William A. Rabl, senior vice president and chief underwriting officer at ACE Risk Management, cited the industry’s poor performance in underwriting workers’ compensation, noting there has not been an underwriting profit since 1978.
In a panel discussion entitled “Successful Underwriting, Proven Strategies that Work,” Rabl said that while the frequency of loss is decreasing, claim severity has gone up, which has a compounding effect on the excess premiums. Additionally, he noted, for the first time in history, the medical portion of claims is now greater than the indemnity, a trend that Rabl expects to continue.
“We’re still in the tail of a hard market from a pricing standpoint but prices are definitely starting to increase at a lower rate,” Rabl said, estimating a 10 percent increase on the compensation side.
Raymond Jacobsen, a workers’ compensation consultant on the panel, urged the industry to pay attention to how frequency and severity have changed and will change in the future.

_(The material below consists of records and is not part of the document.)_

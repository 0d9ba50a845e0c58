// Copyright (c) 2024-2025 DeepGraph Inc.
// SPDX-License-Identifier: Apache-2.0
//
//! Recomputation of cached column positions
//!
//! A column position counts across the outer scope schema followed by the
//! schema the expression is evaluated against. Resolution prefers the inner
//! schema; the scope is only consulted for columns the inner schema lacks.

use crate::ast::{ColumnRef, Expression};
use crate::plan::context::QueryContext;
use crate::plan::logical::LogicalNode;
use crate::plan::optimizer::{OptimizerError, OptimizerResult};
use crate::plan::scope::Scope;
use crate::plan::transform::{transform_expression_up, transform_up};
use crate::schema::Schema;

fn position_in(schema: &Schema, column: &ColumnRef) -> OptimizerResult<Option<usize>> {
    let mut found: Option<usize> = None;
    for (i, candidate) in schema.iter().enumerate() {
        if !candidate.matches(&column.table, &column.name) {
            continue;
        }
        match found {
            None => found = Some(i),
            Some(first) => {
                let first_source = schema.get(first).map(|c| c.source.as_str()).unwrap_or_default();
                if column.table.is_empty() && !first_source.eq_ignore_ascii_case(&candidate.source) {
                    return Err(OptimizerError::AmbiguousColumn(column.name.clone()));
                }
            }
        }
    }
    Ok(found)
}

/// Fix every column position in `expr` against `scope` followed by `schema`
pub fn fix_field_indexes(scope: &Scope, schema: &Schema, expr: Expression) -> OptimizerResult<Expression> {
    let scope_schema = scope.schema();
    let scope_len = scope_schema.len();

    transform_expression_up(expr, &mut |e| match e {
        Expression::Column(c) => {
            if let Some(i) = position_in(schema, &c)? {
                return Ok(Expression::Column(c.with_index(scope_len + i)));
            }
            if let Some(i) = position_in(&scope_schema, &c)? {
                return Ok(Expression::Column(c.with_index(i)));
            }
            Err(OptimizerError::ColumnNotFound {
                table: c.table.clone(),
                column: c.name.clone(),
            })
        }
        other => Ok(other),
    })
}

pub fn fix_field_indexes_on_expressions(
    scope: &Scope,
    schema: &Schema,
    exprs: Vec<Expression>,
) -> OptimizerResult<Vec<Expression>> {
    exprs
        .into_iter()
        .map(|e| fix_field_indexes(scope, schema, e))
        .collect()
}

/// Fix the direct expressions of `node` against its children's schema.
/// Leaves are returned unchanged.
pub fn fix_field_indexes_for_expressions(node: LogicalNode, scope: &Scope) -> OptimizerResult<LogicalNode> {
    if node.children().is_empty() || node.expressions().is_empty() {
        return Ok(node);
    }
    let schema = node.children_schema();
    node.map_expressions(|e| fix_field_indexes(scope, &schema, e))
}

/// Fix the expressions a leaf holds about itself, against its own schema
pub fn fix_field_indexes_for_table_node(node: LogicalNode, scope: &Scope) -> OptimizerResult<LogicalNode> {
    let schema = node.schema();
    node.map_expressions(|e| fix_field_indexes(scope, &schema, e))
}

/// Fix every node of a tree, children first
pub fn fix_field_indexes_up(ctx: &QueryContext, node: LogicalNode, scope: &Scope) -> OptimizerResult<LogicalNode> {
    transform_up(ctx, node, &mut |n| match n {
        LogicalNode::IndexedTableAccess { .. } => fix_field_indexes_for_table_node(n, scope),
        other => fix_field_indexes_for_expressions(other, scope),
    })
}

#[cfg(test)]
mod tests {
    use super::*;
    use crate::plan::logical::JoinType;
    use crate::schema::{Column, DataType};
    use crate::storage::{MemoryTable, TableHandle};

    fn table(name: &str, columns: &[&str]) -> LogicalNode {
        LogicalNode::table(TableHandle::new(MemoryTable::new(
            name,
            columns
                .iter()
                .map(|c| Column::new(*c, "", DataType::Integer, false))
                .collect(),
        )))
    }

    fn index_of(expr: &Expression) -> usize {
        match expr {
            Expression::Column(c) => c.index,
            _ => panic!("not a column"),
        }
    }

    #[test]
    fn test_join_condition_positions_follow_concatenated_schema() {
        let join = LogicalNode::join(
            JoinType::Inner,
            Expression::column("a", "xa", 99).equals(Expression::column("b", "xb", 99)),
            table("a", &["xa", "ya"]),
            table("b", &["xb"]),
        );
        let fixed = fix_field_indexes_for_expressions(join, &Scope::new()).unwrap();
        let condition = fixed.expressions()[0].clone();
        let refs = condition.column_refs();
        assert_eq!(refs[0].index, 0);
        assert_eq!(refs[1].index, 2);
    }

    #[test]
    fn test_scope_columns_come_first() {
        let outer = LogicalNode::filter(Expression::literal(true), table("o", &["ox", "oy"]));
        let scope = Scope::new().new_scope(outer);
        let schema = table("a", &["xa"]).schema();

        let inner = fix_field_indexes(&scope, &schema, Expression::column("a", "xa", 0)).unwrap();
        let outer_ref = fix_field_indexes(&scope, &schema, Expression::column("o", "oy", 0)).unwrap();
        assert_eq!(index_of(&inner), 2);
        assert_eq!(index_of(&outer_ref), 1);
    }

    #[test]
    fn test_missing_column_is_an_error() {
        let schema = table("a", &["xa"]).schema();
        let err = fix_field_indexes(&Scope::new(), &schema, Expression::column("a", "nope", 0)).unwrap_err();
        assert!(matches!(err, OptimizerError::ColumnNotFound { .. }));
    }

    #[test]
    fn test_unqualified_column_with_two_owners_is_ambiguous() {
        let schema = table("a", &["x"]).schema().concat(&table("b", &["x"]).schema());
        let err = fix_field_indexes(&Scope::new(), &schema, Expression::column("", "x", 0)).unwrap_err();
        assert!(matches!(err, OptimizerError::AmbiguousColumn(_)));

        let qualified = fix_field_indexes(&Scope::new(), &schema, Expression::column("b", "x", 0)).unwrap();
        assert_eq!(index_of(&qualified), 1);
    }

    #[test]
    fn test_fix_up_binds_whole_tree() {
        let ctx = QueryContext::new();
        let plan = LogicalNode::project(
            vec![Expression::column("b", "yb", 0)],
            LogicalNode::filter(
                Expression::column("b", "xb", 0).equals(Expression::literal(1)),
                LogicalNode::join(
                    JoinType::Inner,
                    Expression::literal(true),
                    table("a", &["xa"]),
                    table("b", &["xb", "yb"]),
                ),
            ),
        );
        let fixed = fix_field_indexes_up(&ctx, plan, &Scope::new()).unwrap();
        assert_eq!(index_of(fixed.expressions()[0]), 2);
    }
}
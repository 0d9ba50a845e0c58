// Copyright (c) 2024-2025 DeepGraph Inc.
// SPDX-License-Identifier: Apache-2.0
//
//! PlanLite - pushdown optimizer for resolved query plans
//!
//! PlanLite rewrites a resolved logical plan so that filter predicates, index
//! lookups and column projections are handled as close to the table scans as
//! possible, without changing query results.
//!
//! # Example
//!
//! ```ignore
//! use planlite::{LogicalOptimizer, OptimizerConfig, QueryContext, Scope};
//!
//! let optimizer = LogicalOptimizer::new(OptimizerConfig::default().with_env_overrides()?);
//! let result = optimizer.optimize(&QueryContext::new(), plan, &Scope::new())?;
//! println!("{}", result.plan.root);
//! ```

pub mod ast;
pub mod plan;
pub mod schema;
pub mod storage;

pub use ast::Expression;
pub use plan::logical::{LogicalNode, LogicalPlan};
pub use plan::optimizers::physical::{ConjunctIndexSelector, IndexLookupProvider};
pub use plan::optimizers::{LogicalOptimizer, OptimizationResult, RuleTrace};
pub use plan::{OptimizationLevel, OptimizerConfig, OptimizerError, OptimizerResult, QueryContext, Scope};
pub use schema::{Column, DataType, Schema};
pub use storage::{MemoryTable, Table, TableError, TableHandle, Value};
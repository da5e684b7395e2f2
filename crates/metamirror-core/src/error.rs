//! Error types for mirror registration.

use thiserror::Error;

/// Errors raised while defining or registering mirrors.
///
/// Every variant is raised before the registry is modified, so a failed call
/// never leaves a partially registered mirror behind.
#[derive(Debug, Clone, Error, PartialEq, Eq)]
pub enum MirrorError {
    /// The source table is not in the catalog of mirrorable tables.
    #[error("mirroring of table `{table}` is not supported")]
    UnsupportedTable { table: String },

    /// The value type is not one of the supported column types.
    #[error("value type `{value_type}` is not supported")]
    UnsupportedType { value_type: String },

    /// An empty key pattern was added to a whitelist.
    #[error("key pattern for mirror {mirror} cannot be empty")]
    EmptyKeyPattern { mirror: String },

    /// Registration attempted after the setup window closed.
    #[error("{operation} is only allowed while the setup window is open")]
    LifecycleViolation { operation: String },

    /// A mirror with the same id is already registered.
    #[error("mirror {id} already exists; whitelist additional keys instead")]
    DuplicateMirror { id: String },

    /// No mirror with this id is registered.
    #[error("mirror {id} is not registered")]
    UnknownMirror { id: String },

    /// A table or column name cannot be used as a SQL identifier.
    #[error("invalid identifier `{ident}`")]
    InvalidIdentifier { ident: String },
}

From 1992 to 2002, there was a prolonged period of declining frequency, according to Jacobsen. “Is that due to macroeconomic issues or is that due to some other issues?” he asked. “What’s going to happen to frequency over the next decade?”
Jacobsen cited changes over the past decade that helped reduce frequency, including fraud mandates, a shift in jobs from manufacturing to services sector, and a stronger emphasis on safety. But, he noted, there are also forces working against lowered frequency.
“Another dynamic that is influencing frequency is an expanding language barrier where people are really just not familiar with what workers’ compensation is or there isn’t a knowledge of how to communicate when somebody has a physical problem,” Jacobsen continued.
The last 10 years of decline in frequency has been a “unique” period, Jacobsen offered, and the industry should not think it will continue. “It can’t go down to zero. It has to level off at some point in time. The question is when is frequency going to level, when is it going to go up, and I think we need to resource ourselves to that inevitable issue.”
Discussion at AMCOMP also focused on the Terrorism Risk Insurance Act of 2002, known as TRIA, which is expected to sunset at the end of 2005 and some observers predict is unlikely to be renewed.
Non-renewal of TRIA would be unfortunate, according to Richard Palczynski, former group senior vice president and chief actuary of Hartford Financial Services Inc., who said TRIA helped stabilized the market. He believes it is critical to continue some similar coverage especially for workers compensation because terrorism coverage cannot be excluded.
“TRIA plays a very significant role today,” he maintained. With TRIA in force, insurers would be wounded by further catastrophes but could still survive. “The entire industry surplus backing up workers’ compensation is about $30 million,” Palczynski added. “A terrorist event with significant probability based on the experts could easily wipe out the entire surplus industry wide and countrywide behind the workers’ compensation line.”
Palczynski urged consideration of a voluntary terrorism pool that would work under a federal backstop, therefore better utilizing the capacity of the industry, likening it to models in other, including Great Britain.
Douglas Dirks, chief executive officer of Employers Insurance Company of Nevada, opened the conference speaking of the increase in mergers and acquisitions in the industry, of which there have been more in 2003 than in 2001 and 2002 combined. “We think that’s very much going to influence the behaviors of the industry and expect there will be much more going forward,” Dirks told the gathering.